Data to examine>
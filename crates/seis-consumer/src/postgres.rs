//! PostgreSQL copy target over `tokio-postgres`

use std::pin::Pin;

use async_trait::async_trait;
use bytes::Bytes;
use futures_util::SinkExt;
use tokio_postgres::{Client, CopyInSink, NoTls};
use tracing::{debug, error, warn};

use crate::error::{ConfigError, StoreError};
use crate::loader::{CopyTarget, StoreConnector, COLUMNS};

pub const DEFAULT_TABLE: &str = "seismic_samples";

#[derive(Debug, Clone)]
pub struct StoreConfig {
    pub host: String,
    pub port: u16,
    pub user: String,
    pub password: String,
    pub dbname: String,
    /// Target table, optionally schema-qualified
    pub table: String,
}

impl Default for StoreConfig {
    fn default() -> Self {
        Self {
            host: "localhost".to_string(),
            port: 5432,
            user: "admin".to_string(),
            password: String::new(),
            dbname: "seismic".to_string(),
            table: DEFAULT_TABLE.to_string(),
        }
    }
}

/// Accept `name` or `schema.name` made of `[A-Za-z0-9_]`, not starting with a digit
pub fn validate_table(table: &str) -> Result<(), ConfigError> {
    let valid_part = |part: &str| {
        part.chars()
            .next()
            .is_some_and(|c| c.is_ascii_alphabetic() || c == '_')
            && part.chars().all(|c| c.is_ascii_alphanumeric() || c == '_')
    };
    let parts: Vec<&str> = table.split('.').collect();
    if parts.len() <= 2 && parts.iter().all(|p| valid_part(p)) {
        Ok(())
    } else {
        Err(ConfigError::Invalid {
            field: "table",
            reason: format!("'{}' is not a plain identifier", table),
        })
    }
}

impl StoreConfig {
    pub fn copy_statement(&self) -> String {
        format!("COPY {}({}) FROM STDIN WITH (FORMAT text)", self.table, COLUMNS)
    }

    /// host:port/dbname for log lines
    pub fn endpoint(&self) -> String {
        format!("{}:{}/{}", self.host, self.port, self.dbname)
    }

    fn pg_config(&self) -> tokio_postgres::Config {
        let mut config = tokio_postgres::Config::new();
        config
            .host(&self.host)
            .port(self.port)
            .user(&self.user)
            .dbname(&self.dbname)
            .application_name("seis-consumer");
        if !self.password.is_empty() {
            config.password(&self.password);
        }
        config
    }
}

pub struct PgConnector {
    config: StoreConfig,
}

impl PgConnector {
    pub fn new(config: StoreConfig) -> Self {
        Self { config }
    }
}

#[async_trait]
impl StoreConnector for PgConnector {
    type Target = PgCopyTarget;

    async fn connect(&self) -> Result<PgCopyTarget, StoreError> {
        let (client, connection) = self.config.pg_config().connect(NoTls).await?;

        tokio::spawn(async move {
            if let Err(e) = connection.await {
                error!(error = %e, "PostgreSQL connection error");
            }
        });

        debug!(endpoint = %self.config.endpoint(), "PostgreSQL session open");
        Ok(PgCopyTarget {
            client,
            copy_sql: self.config.copy_statement(),
            sink: None,
        })
    }

    fn target(&self) -> String {
        self.config.endpoint()
    }
}

pub struct PgCopyTarget {
    client: Client,
    copy_sql: String,
    sink: Option<Pin<Box<CopyInSink<Bytes>>>>,
}

impl PgCopyTarget {
    async fn rollback(&self) {
        if let Err(e) = self.client.batch_execute("ROLLBACK").await {
            warn!(error = %e, "ROLLBACK failed");
        }
    }
}

#[async_trait]
impl CopyTarget for PgCopyTarget {
    async fn begin(&mut self) -> Result<(), StoreError> {
        self.client.batch_execute("BEGIN").await?;
        match self.client.copy_in::<_, Bytes>(self.copy_sql.as_str()).await {
            Ok(sink) => {
                self.sink = Some(Box::pin(sink));
                Ok(())
            }
            Err(e) => {
                self.rollback().await;
                Err(e.into())
            }
        }
    }

    async fn send_row(&mut self, row: Bytes) -> Result<(), StoreError> {
        let sink = self.sink.as_mut().ok_or(StoreError::NotCopying)?;
        sink.send(row).await?;
        Ok(())
    }

    async fn finish(&mut self) -> Result<u64, StoreError> {
        let mut sink = self.sink.take().ok_or(StoreError::NotCopying)?;
        let copied = match sink.as_mut().finish().await {
            Ok(rows) => rows,
            Err(e) => {
                self.rollback().await;
                return Err(e.into());
            }
        };
        if let Err(e) = self.client.batch_execute("COMMIT").await {
            self.rollback().await;
            return Err(e.into());
        }
        Ok(copied)
    }

    async fn abort(&mut self, reason: &str) {
        // Dropping an unfinished sink sends CopyFail
        if self.sink.take().is_some() {
            debug!(reason = %reason, "Copy aborted");
        }
        self.rollback().await;
    }

    fn is_closed(&self) -> bool {
        self.client.is_closed()
    }
}

#[cfg(test)]
mod tests {
    use super::*;

    #[test]
    fn test_copy_statement() {
        let config = StoreConfig::default();
        assert_eq!(
            config.copy_statement(),
            "COPY seismic_samples(ts, net, sta, loc, chan, value, sample_rate) FROM STDIN WITH (FORMAT text)"
        );
        assert_eq!(config.endpoint(), "localhost:5432/seismic");
    }

    #[test]
    fn test_table_validation() {
        assert!(validate_table("seismic_samples").is_ok());
        assert!(validate_table("raw.samples_2024").is_ok());
        assert!(validate_table("").is_err());
        assert!(validate_table("1samples").is_err());
        assert!(validate_table("samples; DROP TABLE x").is_err());
        assert!(validate_table("a.b.c").is_err());
    }

    /// Needs a PostgreSQL with the target table:
    /// `CREATE TABLE seismic_samples (ts timestamptz, net text, sta text,
    ///  loc text, chan text, value double precision, sample_rate double precision)`
    #[tokio::test]
    #[ignore]
    async fn test_live_copy_round_trip() {
        let config = StoreConfig {
            password: std::env::var("PGPASSWORD").unwrap_or_default(),
            ..StoreConfig::default()
        };
        let mut target = PgConnector::new(config).connect().await.unwrap();

        target.begin().await.unwrap();
        target
            .send_row(Bytes::from_static(
                b"2024-01-01T00:00:00Z\tXX\tTEST\t\tBHZ\t1\t\\N\n",
            ))
            .await
            .unwrap();
        assert_eq!(target.finish().await.unwrap(), 1);

        target.begin().await.unwrap();
        target.abort("test").await;
        assert!(!target.is_closed());
    }
}
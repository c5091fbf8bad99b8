//! Prometheus metrics for the egress service

use once_cell::sync::Lazy;
use prometheus::{
    register_int_counter, register_int_counter_vec, register_int_gauge, IntCounter, IntCounterVec,
    IntGauge,
};

static MESSAGES_CONSUMED: Lazy<IntCounter> = Lazy::new(|| {
    register_int_counter!(
        "seis_consumer_messages_consumed_total",
        "Messages delivered by the broker"
    )
    .expect("Failed to register messages_consumed metric")
});

static ROWS_COMMITTED: Lazy<IntCounter> = Lazy::new(|| {
    register_int_counter!(
        "seis_consumer_rows_committed_total",
        "Sample rows committed to the store"
    )
    .expect("Failed to register rows_committed metric")
});

static FAILURES: Lazy<IntCounterVec> = Lazy::new(|| {
    register_int_counter_vec!(
        "seis_consumer_failures_total",
        "Messages whose samples were not stored, by cause",
        &["kind"]
    )
    .expect("Failed to register failures metric")
});

static SETTLED: Lazy<IntCounterVec> = Lazy::new(|| {
    register_int_counter_vec!(
        "seis_consumer_settled_total",
        "Deliveries settled, by disposition",
        &["disposition"]
    )
    .expect("Failed to register settled metric")
});

static CONNECT_ATTEMPTS: Lazy<IntCounter> = Lazy::new(|| {
    register_int_counter!(
        "seis_consumer_broker_connect_attempts_total",
        "Broker connection attempts"
    )
    .expect("Failed to register connect_attempts metric")
});

static BROKER_CONNECTED: Lazy<IntGauge> = Lazy::new(|| {
    register_int_gauge!(
        "seis_consumer_broker_connected",
        "Broker connection status"
    )
    .expect("Failed to register broker_connected metric")
});

pub fn inc_consumed() {
    MESSAGES_CONSUMED.inc();
}

pub fn add_rows_committed(rows: u64) {
    ROWS_COMMITTED.inc_by(rows);
}

/// `kind` is "decode", "store" or "store_unavailable"
pub fn inc_failure(kind: &str) {
    FAILURES.with_label_values(&[kind]).inc();
}

pub fn inc_settled(disposition: &str) {
    SETTLED.with_label_values(&[disposition]).inc();
}

pub fn inc_connect_attempts() {
    CONNECT_ATTEMPTS.inc();
}

pub fn set_broker_connected(connected: bool) {
    BROKER_CONNECTED.set(i64::from(connected));
}

#[cfg(test)]
mod tests {
    use super::*;

    #[test]
    fn test_counters_registered() {
        inc_consumed();
        add_rows_committed(3);
        inc_failure("decode");
        inc_settled("ack");

        let text = seis_middleware::encode_metrics().unwrap();
        assert!(text.contains("seis_consumer_messages_consumed_total"));
        assert!(text.contains("seis_consumer_rows_committed_total"));
        assert!(text.contains("seis_consumer_failures_total{kind=\"decode\"}"));
        assert!(text.contains("seis_consumer_settled_total{disposition=\"ack\"}"));
    }
}
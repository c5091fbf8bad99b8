//! Exponential-backoff reconnect policy
//!
//! A `RetryPolicy` drives connection attempts through the states
//! Disconnected -> Connecting -> Connected, passing through
//! `BackingOff` between failed attempts. The backoff sleep blocks the
//! calling loop; the only thing that can cut it short is shutdown.
//!
//! The attempt counter is reset to zero only after a successful connect.
//! Callers run `connect_with_retry` again whenever an established
//! connection drops.

use std::fmt::Display;
use std::future::Future;
use std::time::Duration;

use tokio::sync::watch;
use tracing::{info, warn};

use crate::config::RetryConfig;
use crate::error::RetryError;

#[derive(Debug, Clone, Copy, PartialEq, Eq)]
pub enum ConnectionState {
    Disconnected,
    Connecting,
    Connected,
    BackingOff { attempt: u32, delay: Duration },
}

#[derive(Debug)]
pub struct RetryPolicy {
    base: Duration,
    cap: Duration,
    max_attempts: Option<u32>,
    attempt: u32,
    state: ConnectionState,
    shutdown: Option<watch::Receiver<bool>>,
}

impl RetryPolicy {
    pub fn new(config: &RetryConfig) -> Self {
        Self {
            base: config.base,
            cap: config.cap,
            max_attempts: config.max_attempts,
            attempt: 0,
            state: ConnectionState::Disconnected,
            shutdown: None,
        }
    }

    /// Abort retrying (before an attempt or during a backoff sleep) once
    /// the shutdown flag flips to true.
    pub fn with_shutdown(mut self, shutdown: watch::Receiver<bool>) -> Self {
        self.shutdown = Some(shutdown);
        self
    }

    pub fn state(&self) -> ConnectionState {
        self.state
    }

    pub fn attempt(&self) -> u32 {
        self.attempt
    }

    /// Backoff before the next try: `min(2^attempt * base, cap)`
    pub fn delay_for(&self, attempt: u32) -> Duration {
        let factor = 1u32.checked_shl(attempt).unwrap_or(u32::MAX);
        self.base
            .checked_mul(factor)
            .map_or(self.cap, |delay| delay.min(self.cap))
    }

    /// Record that an established connection went away.
    pub fn mark_disconnected(&mut self) {
        self.state = ConnectionState::Disconnected;
    }

    /// Start a fresh retry cycle after the policy was exhausted.
    pub fn reset(&mut self) {
        self.attempt = 0;
        self.state = ConnectionState::Disconnected;
    }

    fn shutdown_requested(&self) -> bool {
        self.shutdown.as_ref().is_some_and(|rx| *rx.borrow())
    }

    /// Invoke `attempt_fn` until it succeeds, backing off between failures.
    pub async fn connect_with_retry<T, E, F, Fut>(
        &mut self,
        target: &str,
        mut attempt_fn: F,
    ) -> Result<T, RetryError>
    where
        F: FnMut() -> Fut,
        Fut: Future<Output = Result<T, E>>,
        E: Display,
    {
        loop {
            if self.shutdown_requested() {
                self.state = ConnectionState::Disconnected;
                return Err(RetryError::Cancelled(target.to_string()));
            }

            self.state = ConnectionState::Connecting;
            info!(target = %target, attempt = self.attempt + 1, "Connecting");

            let error = match attempt_fn().await {
                Ok(conn) => {
                    self.attempt = 0;
                    self.state = ConnectionState::Connected;
                    info!(target = %target, "Connected");
                    return Ok(conn);
                }
                Err(e) => e,
            };

            let tried = self.attempt + 1;
            if self.max_attempts.is_some_and(|max| tried >= max) {
                self.attempt = tried;
                self.state = ConnectionState::Disconnected;
                warn!(target = %target, attempts = tried, error = %error, "Connect attempts exhausted");
                return Err(RetryError::Exhausted {
                    target: target.to_string(),
                    attempts: tried,
                    last_error: error.to_string(),
                });
            }

            let delay = self.delay_for(self.attempt);
            warn!(
                target = %target,
                attempt = tried,
                delay_secs = delay.as_secs_f64(),
                error = %error,
                "Connect attempt failed, retrying"
            );
            self.state = ConnectionState::BackingOff {
                attempt: self.attempt,
                delay,
            };

            if !self.backoff(delay).await {
                self.state = ConnectionState::Disconnected;
                return Err(RetryError::Cancelled(target.to_string()));
            }
            self.attempt += 1;
        }
    }

    /// Sleep for `delay`; returns false if shutdown interrupted the sleep.
    async fn backoff(&mut self, delay: Duration) -> bool {
        match self.shutdown.as_mut() {
            Some(rx) => {
                let sleep = tokio::time::sleep(delay);
                tokio::pin!(sleep);
                loop {
                    tokio::select! {
                        _ = &mut sleep => return true,
                        changed = rx.changed() => {
                            if changed.is_err() {
                                // Sender gone: nobody can request shutdown anymore
                                (&mut sleep).await;
                                return true;
                            }
                            if *rx.borrow() {
                                return false;
                            }
                        }
                    }
                }
            }
            None => {
                tokio::time::sleep(delay).await;
                true
            }
        }
    }
}
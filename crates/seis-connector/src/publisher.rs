//! Outbound broker connection for received packets
//!
//! Publishing is fire-and-forget: no confirmation is awaited and a failed
//! publish drops the packet. A connection found dead is rebuilt through
//! the `RetryPolicy` before the next publish.

use std::sync::atomic::{AtomicBool, Ordering};
use std::sync::Arc;

use bytes::Bytes;
use tracing::{debug, error, info, warn};

use seis_middleware::{
    binary_headers, RetryConfig, RetryPolicy, Transport, TransportConnector, TransportError,
};

use crate::error::PublisherError;
use crate::metrics;

#[derive(Debug, Clone, Default)]
pub struct PublisherConfig {
    /// Empty publishes by routing key alone
    pub exchange: String,
    /// Static routing key; empty means use the packet's stream identifier
    pub routing_key: String,
    pub retry: RetryConfig,
}

pub struct BrokerPublisher {
    connector: Arc<dyn TransportConnector>,
    retry: RetryPolicy,
    exchange: String,
    routing_key: String,
    transport: Option<Arc<dyn Transport>>,
    connected: Arc<AtomicBool>,
}

impl BrokerPublisher {
    pub fn new(connector: Arc<dyn TransportConnector>, config: PublisherConfig) -> Self {
        Self {
            connector,
            retry: RetryPolicy::new(&config.retry),
            exchange: config.exchange,
            routing_key: config.routing_key,
            transport: None,
            connected: Arc::new(AtomicBool::new(false)),
        }
    }

    /// Cancel backoff sleeps when shutdown is signalled
    pub fn with_shutdown(mut self, shutdown: tokio::sync::watch::Receiver<bool>) -> Self {
        self.retry = self.retry.with_shutdown(shutdown);
        self
    }

    pub fn routing_key(&self) -> &str {
        &self.routing_key
    }

    /// Shared flag for readiness probes
    pub fn connected_flag(&self) -> Arc<AtomicBool> {
        Arc::clone(&self.connected)
    }

    pub fn is_connected(&self) -> bool {
        self.transport.as_ref().is_some_and(|t| t.is_connected())
    }

    pub fn retry_policy(&self) -> &RetryPolicy {
        &self.retry
    }

    /// Open the connection and declare the exchange, retrying with backoff
    pub async fn connect(&mut self) -> Result<(), PublisherError> {
        let connector = Arc::clone(&self.connector);
        let exchange = self.exchange.clone();
        let target = connector.target();

        let result = self
            .retry
            .connect_with_retry(&target, || {
                let connector = Arc::clone(&connector);
                let exchange = exchange.clone();
                async move {
                    metrics::inc_connect_attempts();
                    let transport = connector.connect().await?;
                    if !exchange.is_empty() {
                        if let Err(e) = transport.declare_exchange(&exchange).await {
                            let _ = transport.close().await;
                            return Err(e);
                        }
                    }
                    Ok::<_, TransportError>(transport)
                }
            })
            .await;

        match result {
            Ok(transport) => {
                info!(target = %target, exchange = %self.exchange, "Broker publisher ready");
                self.transport = Some(transport);
                self.set_connected(true);
                Ok(())
            }
            Err(e) => {
                self.set_connected(false);
                // Next attempt starts a fresh cycle
                self.retry.reset();
                Err(e.into())
            }
        }
    }

    /// Reconnect if the connection was never made or has dropped
    pub async fn ensure_connected(&mut self) -> Result<(), PublisherError> {
        if self.is_connected() {
            return Ok(());
        }
        if self.transport.take().is_some() {
            warn!(target = %self.connector.target(), "Broker connection lost");
            self.retry.mark_disconnected();
            self.set_connected(false);
        }
        self.connect().await
    }

    /// Publish one packet body. The configured routing key wins; otherwise
    /// `fallback_key` (the packet's stream identifier) is used.
    pub async fn publish(&mut self, body: &[u8], fallback_key: &str) -> Result<(), PublisherError> {
        self.ensure_connected().await?;
        let transport = self.transport.as_ref().ok_or(PublisherError::NotConnected)?;

        let routing_key = if self.routing_key.is_empty() {
            fallback_key
        } else {
            self.routing_key.as_str()
        };

        match transport
            .publish(
                &self.exchange,
                routing_key,
                Bytes::copy_from_slice(body),
                binary_headers(),
            )
            .await
        {
            Ok(()) => {
                metrics::inc_published();
                debug!(exchange = %self.exchange, routing_key = %routing_key, bytes = body.len(), "Published");
                Ok(())
            }
            Err(e) => {
                metrics::inc_publish_failures();
                if e.is_protocol() {
                    warn!(error = %e, "Broker rejected publish, rebuilding connection");
                    self.teardown().await;
                }
                Err(e.into())
            }
        }
    }

    /// Drop a connection the broker has rejected; the next publish reconnects
    async fn teardown(&mut self) {
        if let Some(transport) = self.transport.take() {
            if let Err(e) = transport.close().await {
                debug!(error = %e, "Error closing rejected connection");
            }
        }
        self.retry.mark_disconnected();
        self.set_connected(false);
    }

    /// Close the connection; a no-op when already disconnected
    pub async fn disconnect(&mut self) {
        let Some(transport) = self.transport.take() else {
            return;
        };
        if let Err(e) = transport.close().await {
            error!(error = %e, "Error closing broker connection");
        }
        self.retry.mark_disconnected();
        self.set_connected(false);
        info!(target = %self.connector.target(), "Broker publisher disconnected");
    }

    fn set_connected(&self, connected: bool) {
        self.connected.store(connected, Ordering::SeqCst);
        metrics::set_broker_connected(connected);
    }
}

#[cfg(test)]
mod tests {
    use super::*;
    use seis_middleware::transport::{CONTENT_TYPE_HEADER, OCTET_STREAM};
    use seis_middleware::{ConnectionState, InMemoryBroker, InMemoryConnector, RetryError};
    use std::time::Duration;

    fn config(exchange: &str, routing_key: &str, max_attempts: u32) -> PublisherConfig {
        PublisherConfig {
            exchange: exchange.to_string(),
            routing_key: routing_key.to_string(),
            retry: RetryConfig::from_max_attempts(max_attempts),
        }
    }

    #[tokio::test]
    async fn test_connect_declares_exchange() {
        let broker = InMemoryBroker::new();
        let connector = Arc::new(InMemoryConnector::new(broker.clone()));
        let mut publisher = BrokerPublisher::new(connector, config("seismic", "binq", 3));

        publisher.connect().await.unwrap();
        assert!(publisher.is_connected());
        assert!(broker.is_exchange_declared("seismic"));
        assert!(publisher.connected_flag().load(Ordering::SeqCst));
    }

    #[tokio::test]
    async fn test_static_routing_key_wins() {
        let broker = InMemoryBroker::new();
        let connector = Arc::new(InMemoryConnector::new(broker.clone()));
        let mut publisher = BrokerPublisher::new(connector, config("", "binq", 3));

        publisher.publish(b"\x00\x01record", "IU.COLA.00.B.H.Z").await.unwrap();

        let published = broker.published();
        assert_eq!(published.len(), 1);
        assert_eq!(published[0].routing_key, "binq");
        assert_eq!(published[0].payload.as_ref(), b"\x00\x01record");
        assert_eq!(
            published[0].headers.get(CONTENT_TYPE_HEADER).map(String::as_str),
            Some(OCTET_STREAM)
        );
    }

    #[tokio::test]
    async fn test_empty_routing_key_uses_identifier() {
        let broker = InMemoryBroker::new();
        let connector = Arc::new(InMemoryConnector::new(broker.clone()));
        let mut publisher = BrokerPublisher::new(connector, config("seismic", "", 3));

        publisher.publish(b"payload", "XX.YYYY.00.LHZ").await.unwrap();

        let published = broker.published();
        assert_eq!(published[0].exchange, "seismic");
        assert_eq!(published[0].routing_key, "XX.YYYY.00.LHZ");
    }

    #[tokio::test(start_paused = true)]
    async fn test_connect_retries_with_backoff() {
        let broker = InMemoryBroker::new();
        let connector = Arc::new(InMemoryConnector::refusing(broker, 2));
        let mut publisher = BrokerPublisher::new(connector.clone(), config("", "binq", 5));

        let start = tokio::time::Instant::now();
        publisher.connect().await.unwrap();
        assert_eq!(connector.attempts(), 3);
        // 1s + 2s of backoff
        assert!(start.elapsed() >= Duration::from_secs(3));
        assert_eq!(publisher.retry_policy().attempt(), 0);
        assert_eq!(publisher.retry_policy().state(), ConnectionState::Connected);
    }

    #[tokio::test(start_paused = true)]
    async fn test_connect_exhausted() {
        let broker = InMemoryBroker::new();
        let connector = Arc::new(InMemoryConnector::refusing(broker, u32::MAX));
        let mut publisher = BrokerPublisher::new(connector.clone(), config("", "binq", 2));

        let err = publisher.connect().await.unwrap_err();
        assert!(matches!(
            err,
            PublisherError::Retry(RetryError::Exhausted { attempts: 2, .. })
        ));
        assert!(!publisher.is_connected());
        // Exhaustion resets the policy for the next cycle
        assert_eq!(publisher.retry_policy().attempt(), 0);
    }

    #[tokio::test(start_paused = true)]
    async fn test_reconnects_after_drop() {
        let broker = InMemoryBroker::new();
        let connector = Arc::new(InMemoryConnector::new(broker.clone()));
        let mut publisher = BrokerPublisher::new(connector.clone(), config("", "binq", 3));

        publisher.connect().await.unwrap();
        connector.last_connection().unwrap().disconnect();
        assert!(!publisher.is_connected());

        publisher.publish(b"after", "").await.unwrap();
        assert_eq!(connector.attempts(), 2);
        assert_eq!(broker.published().len(), 1);
    }

    #[tokio::test]
    async fn test_publish_failure_reported() {
        let broker = InMemoryBroker::new();
        let connector = Arc::new(InMemoryConnector::new(broker.clone()));
        let mut publisher = BrokerPublisher::new(connector.clone(), config("", "binq", 3));
        publisher.connect().await.unwrap();
        connector.last_connection().unwrap().set_fail_publish(true);

        let err = publisher.publish(b"lost", "").await.unwrap_err();
        assert!(matches!(err, PublisherError::Transport(TransportError::PublishFailed(_))));
        assert!(broker.published().is_empty());
    }

    #[tokio::test]
    async fn test_rejected_publish_rebuilds_connection() {
        let broker = InMemoryBroker::new();
        let connector = Arc::new(InMemoryConnector::new(broker.clone()));
        let mut publisher = BrokerPublisher::new(connector.clone(), config("", "binq", 3));
        publisher.connect().await.unwrap();
        let rejected = connector.last_connection().unwrap();
        rejected.set_fail_publish(true);

        assert!(publisher.publish(b"lost", "").await.is_err());
        assert!(!publisher.is_connected());
        assert!(!publisher.connected_flag().load(Ordering::SeqCst));
        assert!(!rejected.is_connected());

        publisher.publish(b"kept", "").await.unwrap();
        assert_eq!(connector.attempts(), 2);
        let published = broker.published();
        assert_eq!(published.len(), 1);
        assert_eq!(published[0].payload.as_ref(), b"kept");
    }

    #[tokio::test]
    async fn test_disconnect_idempotent() {
        let broker = InMemoryBroker::new();
        let connector = Arc::new(InMemoryConnector::new(broker));
        let mut publisher = BrokerPublisher::new(connector, config("", "binq", 3));

        publisher.disconnect().await;
        publisher.connect().await.unwrap();
        publisher.disconnect().await;
        publisher.disconnect().await;
        assert!(!publisher.is_connected());
    }
}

Instructions for the task> Lines after the one containing "pub struct StoreConfig" are not wanted; repeat exactly each line above from the first up to and including it.

Result of the exercise>
filename crates/seis-consumer/src/postgres.rs
//! PostgreSQL copy target over `tokio-postgres`

use std::pin::Pin;

use async_trait::async_trait;
use bytes::Bytes;
use futures_util::SinkExt;
use tokio_postgres::{Client, CopyInSink, NoTls};
use tracing::{debug, error, warn};

use crate::error::{ConfigError, StoreError};
use crate::loader::{CopyTarget, StoreConnector, COLUMNS};

pub const DEFAULT_TABLE: &str = "seismic_samples";

#[derive(Debug, Clone)]
pub struct StoreConfig {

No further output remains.